I tried remote desktop, just incase it had confused its interfaces to the network again, and was blocking ping internally. Nope, it was definitely down.
No worries I thought, probably something simple, like a prompt wanting to be dismissed in the BIOS or something basic.
I connected a monitor to it, and what I saw was well, a blank screen.
I turned it off and on again, it looked like it was going to boot, BIOS was successful, and it looked like it was getting to the animated Microsoft screen.
Nope, it sat there on a blank screen. This was very much confusing. I start following through a troubleshooting process, to determine the problem.
I took several hours, and did everything imaginable to get this machine to boot back into its OS.
I also had issues getting it to boot from a Setup CD, however, it would boot from a system tools CD, a Windows 98 CD, a Ubuntu Live CD just fine.
It didn’t like an XP CD, and it didn’t like its own Windows Server 2003 eval CD.
Ripped out network cards, swapped CPU, swapped memory, no joy.
Got down to the point where I was going to swap motherboards, though I had still thought.. the motherboard couldn’t have a fault, the Live CD works fine, Partition Commander loaded the file structure off the drives fine, it simply can’t be an IDE issue, or a motherboard issue.
I got tired of it, testing everything I could find to test and isolate the issue.

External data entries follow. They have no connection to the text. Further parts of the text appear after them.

//! Hexagonal topology.
//!
//! Cells are addressed in axial coordinates stored on an `n x n` grid,
//! where `n` is the side length (the length of the middle row). With
//! `m = (n - 1) / 2`, a grid position `(col, row)` is on the board iff
//! `m <= col + row <= 3m`; the two triangles outside that band are the
//! unused corners of the grid and have no lattice entry.
//!
//! ```text
//!        _ _ _ _          row 0: cols 3..=6 (n = 7)
//!       _ _ _ _ _
//!      _ _ X O _ _
//!     _ _ O _ X _ _       row 3: the middle row, all n cells
//!      _ _ X O _ _
//!       _ _ _ _ _
//!        _ _ _ _          row 6: cols 0..=3
//! ```

use serde::{Deserialize, Serialize};

use super::geometry::{Coordinate, Geometry};
use super::lattice::Lattice;
use crate::core::{Cell, Color, Topology};

/// The six hex directions.
#[derive(Clone, Copy, Debug, PartialEq, Eq, Hash)]
pub enum HexDirection {
    TopRight,
    TopLeft,
    Right,
    Left,
    BottomLeft,
    BottomRight,
}

impl HexDirection {
    pub const ALL: [HexDirection; 6] = [
        HexDirection::TopRight,
        HexDirection::TopLeft,
        HexDirection::Right,
        HexDirection::Left,
        HexDirection::BottomLeft,
        HexDirection::BottomRight,
    ];

    /// `(d_col, d_row)` for one step.
    #[must_use]
    pub const fn offset(self) -> (i32, i32) {
        match self {
            HexDirection::TopRight => (1, -1),
            HexDirection::TopLeft => (0, -1),
            HexDirection::Right => (1, 0),
            HexDirection::Left => (-1, 0),
            HexDirection::BottomLeft => (-1, 1),
            HexDirection::BottomRight => (0, 1),
        }
    }

    #[must_use]
    pub const fn opposite(self) -> Self {
        match self {
            HexDirection::TopRight => HexDirection::BottomLeft,
            HexDirection::TopLeft => HexDirection::BottomRight,
            HexDirection::Right => HexDirection::Left,
            HexDirection::Left => HexDirection::Right,
            HexDirection::BottomLeft => HexDirection::TopRight,
            HexDirection::BottomRight => HexDirection::TopLeft,
        }
    }
}

/// Axial hex coordinate. Ordered row-major.
#[derive(Clone, Copy, Debug, PartialEq, Eq, Hash, PartialOrd, Ord, Serialize, Deserialize)]
pub struct HexCoord {
    // Field order gives the derived row-major `Ord`.
    pub row: i32,
    pub col: i32,
}

impl HexCoord {
    #[must_use]
    pub const fn new(col: i32, row: i32) -> Self {
        Self { row, col }
    }
}

impl std::fmt::Display for HexCoord {
    fn fmt(&self, f: &mut std::fmt::Formatter<'_>) -> std::fmt::Result {
        write!(f, "({}, {})", self.col, self.row)
    }
}

impl Coordinate for HexCoord {
    type Direction = HexDirection;

    const DIRECTIONS: &'static [HexDirection] = &HexDirection::ALL;

    fn new(col: i32, row: i32) -> Self {
        HexCoord::new(col, row)
    }

    fn col(self) -> i32 {
        self.col
    }

    fn row(self) -> i32 {
        self.row
    }

    fn step(self, direction: HexDirection) -> Self {
        let (dc, dr) = direction.offset();
        HexCoord::new(self.col + dc, self.row + dr)
    }
}

/// Hexagonal board topology.
#[derive(Clone, Copy, Debug, Default, PartialEq, Eq)]
pub struct Hex;

impl Hex {
    /// Index of the middle row and column.
    #[must_use]
    pub const fn middle(side_length: usize) -> i32 {
        ((side_length as i32) - 1) / 2
    }
}

impl Geometry for Hex {
    type Coord = HexCoord;

    const TOPOLOGY: Topology = Topology::Hex;

    fn empty_lattice(side_length: usize) -> Lattice<HexCoord> {
        let n = side_length as i32;
        let m = Self::middle(side_length);

        (0..n)
            .flat_map(|row| (0..n).map(move |col| HexCoord::new(col, row)))
            .filter(|at| (m..=3 * m).contains(&(at.col + at.row)))
            .map(|at| (at, Cell::Empty))
            .collect()
    }

    /// Six discs on the ring around the (empty) center, alternating colors.
    fn starting_discs(side_length: usize) -> Vec<(HexCoord, Color)> {
        let m = Self::middle(side_length);
        vec![
            (HexCoord::new(m, m - 1), Color::Black),
            (HexCoord::new(m + 1, m - 1), Color::White),
            (HexCoord::new(m - 1, m), Color::White),
            (HexCoord::new(m + 1, m), Color::Black),
            (HexCoord::new(m - 1, m + 1), Color::Black),
            (HexCoord::new(m, m + 1), Color::White),
        ]
    }

    /// Rows below the middle are indented by their distance from it; unused
    /// grid positions render as a single space, which indents the top half.
    fn render(lattice: &Lattice<HexCoord>, side_length: usize) -> String {
        let n = side_length as i32;
        let m = Self::middle(side_length);

        (0..n)
            .map(|row| {
                let mut line = " ".repeat((row - m).max(0) as usize);
                for col in 0..n {
                    match lattice.get(HexCoord::new(col, row)) {
                        Some(cell) => {
                            line.push(cell.glyph());
                            line.push(' ');
                        }
                        None => line.push(' '),
                    }
                }
                line
            })
            .collect::<Vec<_>>()
            .join("\n")
    }
}
//! Board views.

pub mod text;

pub use text::TextView;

This all was from 11am to 5.30pm.
I did one last thing, I thought, if its an IDE issue, not affecting the CD drive, but is affecting the HDD, a Seatools test will likely show it, surely.
So, I stuck the Seatools CD in, and attempted to boot from it, but it wouldn’t start from it due to a few scratches on the surface of the disc, I think.
After rebooting it again ready with another CD, I was too late to get the disc in before the BIOS prompt, anyway… I was amazed. Windows was actually starting all by itself.
Just moments earlier (that is, after each test I attempted to get into Windows), it didn’t work, it would just freeze up. When trying Windows XP or Server 2003 setup discs, it just locked up at “Setup is inspecting your hardware configuration”.. I googled as well, but got nothing useful, as the entries at that point were all SATA / PATA related, and I don’t have those drives in this server.
So, the problem doesn’t seem to be a problem after all that testing, and it wasn’t an old issue, because the machine rebooted in one of the previous power blips earlier.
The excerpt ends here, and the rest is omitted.